Businessmen Steve Ferguson and Ameer Edoo have three months in which to submit their documentation to the Privy Council.
A legal source affiliated with the case said yesterday the businessmen and three companies will soon start the process of copying and binding documents and sending them to London.
The legal source said the possibility a hearing will take place this year is slim, since the Privy Council is already booked with cases.
“More than likely we may get a hearing anytime from January (2015) go back,” the source said.
“Getting the hearing is one matter, awaiting a judgment is another issue,” the source said.
Adding that the process can be expedited if the State requests a speedy hearing date, the source said the focus now is ensuring the large dossier of documents, which at one time filled tables in the courtroom and were brought to court in the tray of vans, are delivered within the allotted three-month time frame.
The Express yesterday afternoon texted Attorney General Anand Ramlogan asking whether he has or intends to request from the Privy Council an expedited hearing but he is yet to respond.

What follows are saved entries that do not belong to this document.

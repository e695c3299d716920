// SPDX-License-Identifier: LGPL-3.0-only
//
// This file is provided WITHOUT ANY WARRANTY;
// without even the implied warranty of MERCHANTABILITY
// or FITNESS FOR A PARTICULAR PURPOSE.

//! Legacy ACIR circuit schema.
//!
//! A serialized circuit is a gzip stream wrapping the bincode encoding of
//! [`Circuit`]. Struct field order and enum variant order below are the wire
//! order and must not change.

mod opcodes;

use std::collections::BTreeSet;

use serde::{Deserialize, Serialize};
use tracing::debug;

use crate::compression::{gzip_compress, gzip_decompress};
use crate::error::Result;
use crate::native_types::Witness;

pub use opcodes::{BlackBoxFuncCall, FunctionInput, Opcode};

/// Position of an opcode, used to attach assertion messages.
#[derive(Clone, Copy, Debug, PartialEq, Eq, PartialOrd, Ord, Serialize, Deserialize)]
pub enum OpcodeLocation {
    Acir(usize),
    Brillig { acir_index: usize, brillig_index: usize },
}

#[derive(Clone, Debug, Default, PartialEq, Eq, Serialize, Deserialize)]
pub struct PublicInputs(pub BTreeSet<Witness>);

impl PublicInputs {
    pub fn indices(&self) -> Vec<u32> {
        self.0.iter().map(Witness::witness_index).collect()
    }

    pub fn contains(&self, index: u32) -> bool {
        self.0.contains(&Witness(index))
    }
}

#[derive(Clone, Debug, Default, PartialEq, Eq, Serialize, Deserialize)]
pub struct Circuit {
    /// Highest witness index the circuit allocates.
    pub current_witness_index: u32,
    pub opcodes: Vec<Opcode>,
    pub private_parameters: BTreeSet<Witness>,
    pub public_parameters: PublicInputs,
    pub return_values: PublicInputs,
    pub assert_messages: Vec<(OpcodeLocation, String)>,
}

impl Circuit {
    /// Decodes a gzip-compressed circuit.
    pub fn read(bytecode: &[u8]) -> Result<Self> {
        let payload = gzip_decompress(bytecode)?;
        debug!(
            compressed = bytecode.len(),
            decompressed = payload.len(),
            "decompressed circuit bytecode"
        );
        Self::deserialize_payload(&payload)
    }

    /// Encodes and gzip-compresses the circuit at the default level.
    pub fn write(&self) -> Result<Vec<u8>> {
        let payload = self.serialize_payload()?;
        gzip_compress(&payload)
    }

    /// The uncompressed bincode payload.
    pub fn serialize_payload(&self) -> Result<Vec<u8>> {
        Ok(bincode::serialize(self)?)
    }

    pub fn deserialize_payload(payload: &[u8]) -> Result<Self> {
        let circuit: Circuit = bincode::deserialize(payload)?;
        debug!(
            opcodes = circuit.opcodes.len(),
            current_witness_index = circuit.current_witness_index,
            "decoded circuit"
        );
        Ok(circuit)
    }

    /// Witnesses the caller supplies: private and public parameters.
    pub fn circuit_arguments(&self) -> BTreeSet<Witness> {
        self.private_parameters
            .union(&self.public_parameters.0)
            .cloned()
            .collect()
    }

    /// Witnesses a verifier sees: public parameters and return values.
    pub fn public_inputs(&self) -> PublicInputs {
        let public_inputs = self
            .public_parameters
            .0
            .union(&self.return_values.0)
            .cloned()
            .collect();
        PublicInputs(public_inputs)
    }

    pub fn black_box_names(&self) -> Vec<&'static str> {
        self.opcodes
            .iter()
            .filter_map(|opcode| match opcode {
                Opcode::BlackBoxFuncCall(call) => Some(call.name()),
                _ => None,
            })
            .collect()
    }
}

#[cfg(test)]
mod tests {
    use super::*;
    use crate::native_types::Expression;
    use crate::{AcirError, FieldElement};

    fn and_circuit() -> Circuit {
        let and = Opcode::BlackBoxFuncCall(BlackBoxFuncCall::AND {
            lhs: FunctionInput {
                witness: Witness(1),
                num_bits: 4,
            },
            rhs: FunctionInput {
                witness: Witness(2),
                num_bits: 4,
            },
            output: Witness(3),
        });
        let assert_output = Opcode::Arithmetic(Expression {
            mul_terms: vec![],
            linear_combinations: vec![(FieldElement::one(), Witness(3))],
            q_c: FieldElement::from(4u128),
        });

        Circuit {
            current_witness_index: 3,
            opcodes: vec![and, assert_output],
            private_parameters: BTreeSet::from([Witness(1)]),
            public_parameters: PublicInputs(BTreeSet::from([Witness(2)])),
            return_values: PublicInputs(BTreeSet::from([Witness(3)])),
            assert_messages: vec![(OpcodeLocation::Acir(1), "bad and".to_string())],
        }
    }

    #[test]
    fn test_write_then_read() {
        let circuit = and_circuit();
        let bytecode = circuit.write().unwrap();

        assert_eq!(&bytecode[..4], &[0x1f, 0x8b, 0x08, 0x00]);
        assert_eq!(Circuit::read(&bytecode).unwrap(), circuit);
    }

    #[test]
    fn test_payload_layout() {
        let payload = Circuit::default().serialize_payload().unwrap();
        // u32 witness index followed by five empty u64-length sequences
        assert_eq!(payload.len(), 4 + 5 * 8);
        assert!(payload.iter().all(|b| *b == 0));
    }

    #[test]
    fn test_parameter_sets() {
        let circuit = and_circuit();

        assert_eq!(
            circuit.circuit_arguments(),
            BTreeSet::from([Witness(1), Witness(2)])
        );
        assert_eq!(circuit.public_inputs().indices(), vec![2, 3]);
        assert!(circuit.return_values.contains(3));
        assert!(!circuit.return_values.contains(u32::MAX));
        assert_eq!(circuit.black_box_names(), vec!["and"]);
        assert_eq!(circuit.opcodes[1].name(), "arithmetic");
    }

    #[test]
    fn test_public_inputs_contains_full_index_range() {
        let inputs = PublicInputs(BTreeSet::from([Witness(u32::MAX)]));
        assert!(inputs.contains(u32::MAX));
        assert!(!inputs.contains(0));
    }

    #[test]
    fn test_read_rejects_plain_bytes() {
        let payload = and_circuit().serialize_payload().unwrap();
        assert!(matches!(
            Circuit::read(&payload),
            Err(AcirError::Decompression(_))
        ));
    }

    #[test]
    fn test_unknown_opcode_tag_fails() {
        let mut payload = Circuit::default().serialize_payload().unwrap();
        // one opcode with tag 7
        payload[4..12].copy_from_slice(&1u64.to_le_bytes());
        payload.splice(12..12, 7u32.to_le_bytes());

        assert!(matches!(
            Circuit::deserialize_payload(&payload),
            Err(AcirError::Bincode(_))
        ));
    }
}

On Wednesday, Appeal Court Judges Allan Mendonca, Peter Jamadar and Gregory Smith in a 57-page ruling dismissed the grounds raised by the businessmen and companies challenging the repeal of section 34 of the Administration of Justice (Indictable Proceedings) Act 2011.
The judges wrote separate rulings and addressed the grounds raised by the appellants. All grounds were dismissed.
In their submissions to the court, the appellants through their attorneys argued they were being targeted and as such the contentious Section 34 was repealed. They also presented to the court a newspaper clipping and raised the issue of separation of powers.
However, Smith in his ruling said claims of being targeted was “speculative, unbalanced and unfair”. He said further when the error was made, the State took action to rectify the Parliament oversight.
“Even if one could argue that this case of oversight was not properly established, there is no escaping the conclusion that the true purpose of the amendment was to correct certain serious flaws in the enactment and proclamation of Section 34 as opposed to the narrow and limited ‘purpose’ of depriving the appellants of a Section 34 defence,” Smith said.
On the issue of the newspaper reporting over debates in Parliament regarding Section 34, Smith said the reports focused mainly on the effects of the repeal as opposed to Parliament’s intention to rectify the defects in the legislation.
“The newspaper reports cited were necessarily selective and incomplete. They did not mention the other serious issues which the Parliament actually considered in relation to the Amendment.
“In so far as the appellants rely on the contents of the newspaper reports to bolster their contention that the courts should not accept the AG’s statements that the amendment was passed to cure an oversight, this is again an unbalanced view of facts. Further, these reports are of very little relevance or assistance on this issue of fact,” he said.
Stating that the repeal did not breach the appellants’ constitutional rights, Smith said the law was passed by a special three-fifths majority in both Houses of Parliament and that the repeal was justified.
“By passing the amendment by a special 3/5 majority in each House of Parliament, the amendment made it abundantly clear that it was reversing retroactively the repercussions which ensued from the proclamation of Section 34,’’ he said.
Justice Peter Jamadar in his ruling said there was no breach of the separation of powers “because the collective intention of the entire Parliament was not to interfere with or dictate terms in relation to the exercise of judicial power (though the Amended Act does this to a certain extent by sections 6 and 7), but rather to correct collective Parliamentary oversight and to correct what had become clearly a flawed policy and piece of legislation in the eyes of Parliament”.